In recent years, with introduction of substitute energy in the general industry or electric power field, the amount of consumption of heavy fractions such as heavy fuel oil, etc. tends to decrease. On the other hand, the amount of consumption of gasoline as a fuel for public or transportation purpose, or a middle distillate fraction such as jet fuel, korosene, light oil is increasing. The proportion of heavy oil in crude oil imported into Japan tends to increase.
Under such circumstances, it is important that an intermediate fraction such as gasoline, kerosene or light oil is efficiently produced by hydrogenating heavy oil such as atmospheric residual oil, vacuum residual oil, tar sand oil or oil shale oil.
In hydrogenation of heavy oil, catalytic activity drops as a result of deposition of carbon and undesirable metals.
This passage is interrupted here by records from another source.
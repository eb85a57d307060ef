//! Error handling primitives shared across the core.
//!
//! Every failure the crate can surface maps onto one stable [`TaxiCode`]. The
//! HTTP layer and the CLI only ever look at the code, never at the message.

use std::io;

use thiserror::Error;

/// Stable error codes surfaced to operators and HTTP clients.
#[repr(u32)]
#[derive(Copy, Clone, Debug, Eq, PartialEq)]
pub enum TaxiCode {
    /// Request payload violated the ride constraints.
    Validation = 1,
    /// The prediction service has no model loaded.
    ModelUnavailable = 2,
    /// No artefact exists under the requested run identifier.
    ArtifactNotFound = 3,
    /// Stored artefact bytes could not be turned back into a pipeline.
    ArtifactCorrupt = 4,
    /// Prediction log is missing or has too few complete rows.
    EmptyLog = 5,
    /// Fitting could not produce a model (e.g. empty training set).
    TrainingFailed = 6,
    /// Configuration values were missing or malformed.
    Config = 7,
    /// Local filesystem failure.
    Io = 8,
    /// Remote call failed or timed out.
    Transport = 9,
}

impl TaxiCode {
    /// Upper-snake identifier used in JSON error bodies.
    pub fn as_str(&self) -> &'static str {
        match self {
            TaxiCode::Validation => "VALIDATION_ERROR",
            TaxiCode::ModelUnavailable => "MODEL_UNAVAILABLE",
            TaxiCode::ArtifactNotFound => "ARTIFACT_NOT_FOUND",
            TaxiCode::ArtifactCorrupt => "ARTIFACT_CORRUPT",
            TaxiCode::EmptyLog => "EMPTY_LOG",
            TaxiCode::TrainingFailed => "TRAINING_FAILED",
            TaxiCode::Config => "CONFIG_ERROR",
            TaxiCode::Io => "IO_ERROR",
            TaxiCode::Transport => "TRANSPORT_ERROR",
        }
    }

    /// Whether a caller may reasonably retry the failed operation.
    pub fn is_retryable(&self) -> bool {
        matches!(self, TaxiCode::Io | TaxiCode::Transport)
    }
}

/// Canonical error type for the crate.
#[derive(Debug, Error)]
pub enum TaxiError {
    #[error("invalid ride request: {0}")]
    Validation(String),

    #[error("model not loaded, check /health")]
    ModelUnavailable,

    #[error("no artifact stored for run {0}")]
    ArtifactNotFound(String),

    #[error("artifact for run {run_id} is corrupt: {reason}")]
    ArtifactCorrupt { run_id: String, reason: String },

    #[error("no complete prediction rows to monitor ({0}); run the simulator first")]
    EmptyLog(String),

    #[error("training failed: {0}")]
    TrainingFailed(String),

    #[error("configuration error: {0}")]
    Config(String),

    #[error("io error on {path}: {source}")]
    Io {
        path: String,
        #[source]
        source: io::Error,
    },

    #[error("transport error: {0}")]
    Transport(String),
}

/// Result alias used throughout the crate.
pub type TaxiResult<T> = Result<T, TaxiError>;

impl TaxiError {
    /// Stable code for this error.
    pub fn code(&self) -> TaxiCode {
        match self {
            TaxiError::Validation(_) => TaxiCode::Validation,
            TaxiError::ModelUnavailable => TaxiCode::ModelUnavailable,
            TaxiError::ArtifactNotFound(_) => TaxiCode::ArtifactNotFound,
            TaxiError::ArtifactCorrupt { .. } => TaxiCode::ArtifactCorrupt,
            TaxiError::EmptyLog(_) => TaxiCode::EmptyLog,
            TaxiError::TrainingFailed(_) => TaxiCode::TrainingFailed,
            TaxiError::Config(_) => TaxiCode::Config,
            TaxiError::Io { .. } => TaxiCode::Io,
            TaxiError::Transport(_) => TaxiCode::Transport,
        }
    }

    /// Validation helper.
    pub fn invalid(msg: impl Into<String>) -> Self {
        TaxiError::Validation(msg.into())
    }

    /// Corrupt artefact helper.
    pub fn corrupt(run_id: impl Into<String>, reason: impl Into<String>) -> Self {
        TaxiError::ArtifactCorrupt {
            run_id: run_id.into(),
            reason: reason.into(),
        }
    }

    /// Wrap an IO error together with the path it happened on.
    pub fn io(path: impl AsRef<std::path::Path>, source: io::Error) -> Self {
        TaxiError::Io {
            path: path.as_ref().display().to_string(),
            source,
        }
    }
}

#[cfg(test)]
mod tests {
    use super::*;

    #[test]
    fn codes_are_stable() {
        assert_eq!(TaxiCode::Validation as u32, 1);
        assert_eq!(TaxiCode::ModelUnavailable as u32, 2);
        assert_eq!(TaxiCode::ArtifactNotFound as u32, 3);
        assert_eq!(TaxiCode::ArtifactCorrupt as u32, 4);
        assert_eq!(TaxiCode::EmptyLog as u32, 5);
        assert_eq!(TaxiCode::TrainingFailed as u32, 6);
        assert_eq!(TaxiCode::Config as u32, 7);
        assert_eq!(TaxiCode::Io as u32, 8);
        assert_eq!(TaxiCode::Transport as u32, 9);
    }

    #[test]
    fn only_io_and_transport_are_retryable() {
        assert!(TaxiCode::Io.is_retryable());
        assert!(TaxiCode::Transport.is_retryable());
        assert!(!TaxiCode::ArtifactCorrupt.is_retryable());
        assert!(!TaxiCode::Validation.is_retryable());
    }

    #[test]
    fn errors_map_to_codes() {
        assert_eq!(TaxiError::invalid("x").code(), TaxiCode::Validation);
        assert_eq!(TaxiError::corrupt("r", "bad").code(), TaxiCode::ArtifactCorrupt);
        let io = TaxiError::io("a.csv", io::Error::new(io::ErrorKind::Other, "boom"));
        assert_eq!(io.code(), TaxiCode::Io);
        assert!(io.to_string().contains("a.csv"));
    }
}
//! Metric calculators shared by training evaluation and drift monitoring.

use std::collections::{BTreeMap, BTreeSet};

use serde::Serialize;

/// Floor applied to bucket proportions before taking logarithms.
const PROPORTION_FLOOR: f64 = 1e-4;

/// Regression quality over one set of `(truth, prediction)` pairs.
#[derive(Copy, Clone, Debug, Default, PartialEq, Serialize)]
pub struct RegressionScores {
    pub n: usize,
    pub rmse: f64,
    pub mae: f64,
    pub r2: f64,
    /// Mean of `prediction - truth`.
    pub mean_error: f64,
    pub error_std: f64,
}

pub fn regression_scores(y_true: &[f64], y_pred: &[f64]) -> RegressionScores {
    let n = y_true.len().min(y_pred.len());
    if n == 0 {
        return RegressionScores::default();
    }
    let errors: Vec<f64> = y_pred.iter().zip(y_true).map(|(p, t)| p - t).collect();
    let ss_res: f64 = errors.iter().map(|e| e * e).sum();
    let truth_mean = mean(&y_true[..n]);
    let ss_tot: f64 = y_true[..n].iter().map(|t| (t - truth_mean).powi(2)).sum();

    // Constant truth: perfect fit scores 1, anything else 0.
    let r2 = if ss_tot == 0.0 {
        if ss_res == 0.0 {
            1.0
        } else {
            0.0
        }
    } else {
        1.0 - ss_res / ss_tot
    };

    RegressionScores {
        n,
        rmse: (ss_res / n as f64).sqrt(),
        mae: errors.iter().map(|e| e.abs()).sum::<f64>() / n as f64,
        r2,
        mean_error: mean(&errors),
        error_std: std_dev(&errors),
    }
}

pub fn mean(values: &[f64]) -> f64 {
    if values.is_empty() {
        return 0.0;
    }
    values.iter().sum::<f64>() / values.len() as f64
}

/// Sample standard deviation (n - 1 denominator); 0 for fewer than two values.
pub fn std_dev(values: &[f64]) -> f64 {
    if values.len() < 2 {
        return 0.0;
    }
    let m = mean(values);
    let var = values.iter().map(|v| (v - m).powi(2)).sum::<f64>() / (values.len() - 1) as f64;
    var.sqrt()
}

fn sorted(values: &[f64]) -> Vec<f64> {
    let mut out = values.to_vec();
    out.sort_by(f64::total_cmp);
    out
}

/// Linear-interpolated quantile of an already sorted slice.
fn quantile_sorted(sorted: &[f64], q: f64) -> f64 {
    if sorted.is_empty() {
        return 0.0;
    }
    let pos = q.clamp(0.0, 1.0) * (sorted.len() - 1) as f64;
    let lo = pos.floor() as usize;
    let hi = pos.ceil() as usize;
    sorted[lo] + (sorted[hi] - sorted[lo]) * (pos - lo as f64)
}

/// Location and spread summary of a numeric column.
#[derive(Copy, Clone, Debug, Default, PartialEq, Serialize)]
pub struct Summary {
    pub n: usize,
    pub mean: f64,
    pub std: f64,
    pub min: f64,
    pub median: f64,
    pub max: f64,
}

pub fn summarize(values: &[f64]) -> Summary {
    let s = sorted(values);
    Summary {
        n: s.len(),
        mean: mean(&s),
        std: std_dev(&s),
        min: s.first().copied().unwrap_or(0.0),
        median: quantile_sorted(&s, 0.5),
        max: s.last().copied().unwrap_or(0.0),
    }
}

/// Two-sample Kolmogorov–Smirnov statistic: the largest gap between the empirical CDFs.
pub fn ks_statistic(a: &[f64], b: &[f64]) -> f64 {
    if a.is_empty() || b.is_empty() {
        return 0.0;
    }
    let (a, b) = (sorted(a), sorted(b));
    let (na, nb) = (a.len() as f64, b.len() as f64);
    let (mut i, mut j) = (0, 0);
    let mut d: f64 = 0.0;
    while i < a.len() && j < b.len() {
        let x = a[i].min(b[j]);
        while i < a.len() && a[i] <= x {
            i += 1;
        }
        while j < b.len() && b[j] <= x {
            j += 1;
        }
        d = d.max((i as f64 / na - j as f64 / nb).abs());
    }
    d
}

/// First Wasserstein distance between two empirical distributions.
pub fn wasserstein(a: &[f64], b: &[f64]) -> f64 {
    if a.is_empty() || b.is_empty() {
        return 0.0;
    }
    let (a, b) = (sorted(a), sorted(b));
    let mut all: Vec<f64> = a.iter().chain(&b).copied().collect();
    all.sort_by(f64::total_cmp);

    let (na, nb) = (a.len() as f64, b.len() as f64);
    let (mut i, mut j) = (0, 0);
    let mut area = 0.0;
    for w in all.windows(2) {
        while i < a.len() && a[i] <= w[0] {
            i += 1;
        }
        while j < b.len() && b[j] <= w[0] {
            j += 1;
        }
        area += (i as f64 / na - j as f64 / nb).abs() * (w[1] - w[0]);
    }
    area
}

fn psi_term(reference: f64, current: f64) -> f64 {
    let r = reference.max(PROPORTION_FLOOR);
    let c = current.max(PROPORTION_FLOOR);
    (c - r) * (c / r).ln()
}

/// Population stability index with buckets cut at the reference deciles.
pub fn psi_numeric(reference: &[f64], current: &[f64]) -> f64 {
    if reference.is_empty() || current.is_empty() {
        return 0.0;
    }
    let r_sorted = sorted(reference);
    let mut edges: Vec<f64> = (1..10)
        .map(|k| quantile_sorted(&r_sorted, k as f64 / 10.0))
        .collect();
    edges.dedup();

    let bucket = |v: f64| edges.partition_point(|e| *e < v);
    let proportions = |values: &[f64]| {
        let mut counts = vec![0usize; edges.len() + 1];
        for v in values {
            counts[bucket(*v)] += 1;
        }
        counts
            .into_iter()
            .map(|c| c as f64 / values.len() as f64)
            .collect::<Vec<_>>()
    };

    proportions(reference)
        .into_iter()
        .zip(proportions(current))
        .map(|(r, c)| psi_term(r, c))
        .sum()
}

/// Category → relative frequency.
pub fn frequencies<'a, I: IntoIterator<Item = &'a str>>(values: I) -> BTreeMap<String, f64> {
    let mut counts: BTreeMap<String, usize> = BTreeMap::new();
    let mut total = 0usize;
    for v in values {
        *counts.entry(v.to_string()).or_default() += 1;
        total += 1;
    }
    counts
        .into_iter()
        .map(|(k, c)| (k, c as f64 / total.max(1) as f64))
        .collect()
}

fn union_keys<'a>(a: &'a BTreeMap<String, f64>, b: &'a BTreeMap<String, f64>) -> BTreeSet<&'a str> {
    a.keys().chain(b.keys()).map(String::as_str).collect()
}

/// Population stability index over categorical frequencies.
pub fn psi_categorical(reference: &BTreeMap<String, f64>, current: &BTreeMap<String, f64>) -> f64 {
    union_keys(reference, current)
        .into_iter()
        .map(|k| {
            psi_term(
                reference.get(k).copied().unwrap_or(0.0),
                current.get(k).copied().unwrap_or(0.0),
            )
        })
        .sum()
}

/// Jensen–Shannon distance (base 2, in `[0, 1]`) between categorical frequencies.
pub fn jensen_shannon(reference: &BTreeMap<String, f64>, current: &BTreeMap<String, f64>) -> f64 {
    let kl_part = |p: f64, m: f64| if p > 0.0 { p * (p / m).log2() } else { 0.0 };
    let divergence: f64 = union_keys(reference, current)
        .into_iter()
        .map(|k| {
            let p = reference.get(k).copied().unwrap_or(0.0);
            let q = current.get(k).copied().unwrap_or(0.0);
            let m = (p + q) / 2.0;
            0.5 * kl_part(p, m) + 0.5 * kl_part(q, m)
        })
        .sum();
    divergence.max(0.0).sqrt()
}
It is known, however, that in hydrogenation of suspension bed system using a powdery solid catalyst, deposition of carbon or metal are not so severe and thus a reduction in catalytic activity is advantageously small.
In hydrogenation of such heavy oil, it is advantageous from an economic standpoint to use a catalyst which is of high activity and inexpensive. For this reason, an attempt to use various waste catalysts used in oil refinery has been made. For example, a method using a spent FCC catalyst (U.S. Pat. No. 4,082,648) and a method using a waste direct desulfurization catalyst (Japanese Patent Kokai Koho No. 40806/1979) are disclosed.
In these spent catalysts, vanadium, nickel, etc. effective as catalyst components for hydrogenation of heavy oil are accumulated on the surface thereof. Thus they can be used as catalysts for hydrogenation of heavy oil. The method using a spent FCC catalyst, however, has disadvantages in that the activity of the waste catalyst is not sufficiently high, the amount of coke formed is large, and the yield of the desired intermediate fraction is low. In the case of the method using a spent direct desulfurization catalyst, the spent catalyst is poor in mechanical strength although it is satisfactory in respect of catalytic activity. More specifically, the attrition index of the spent direct desulfurization catalyst is about 40 wt %/30 hours (about 3 wt %/30 hours in the case of the spent FCC catalyst). Thus the loss of the catalyst due to attrition is inevitably accompanied.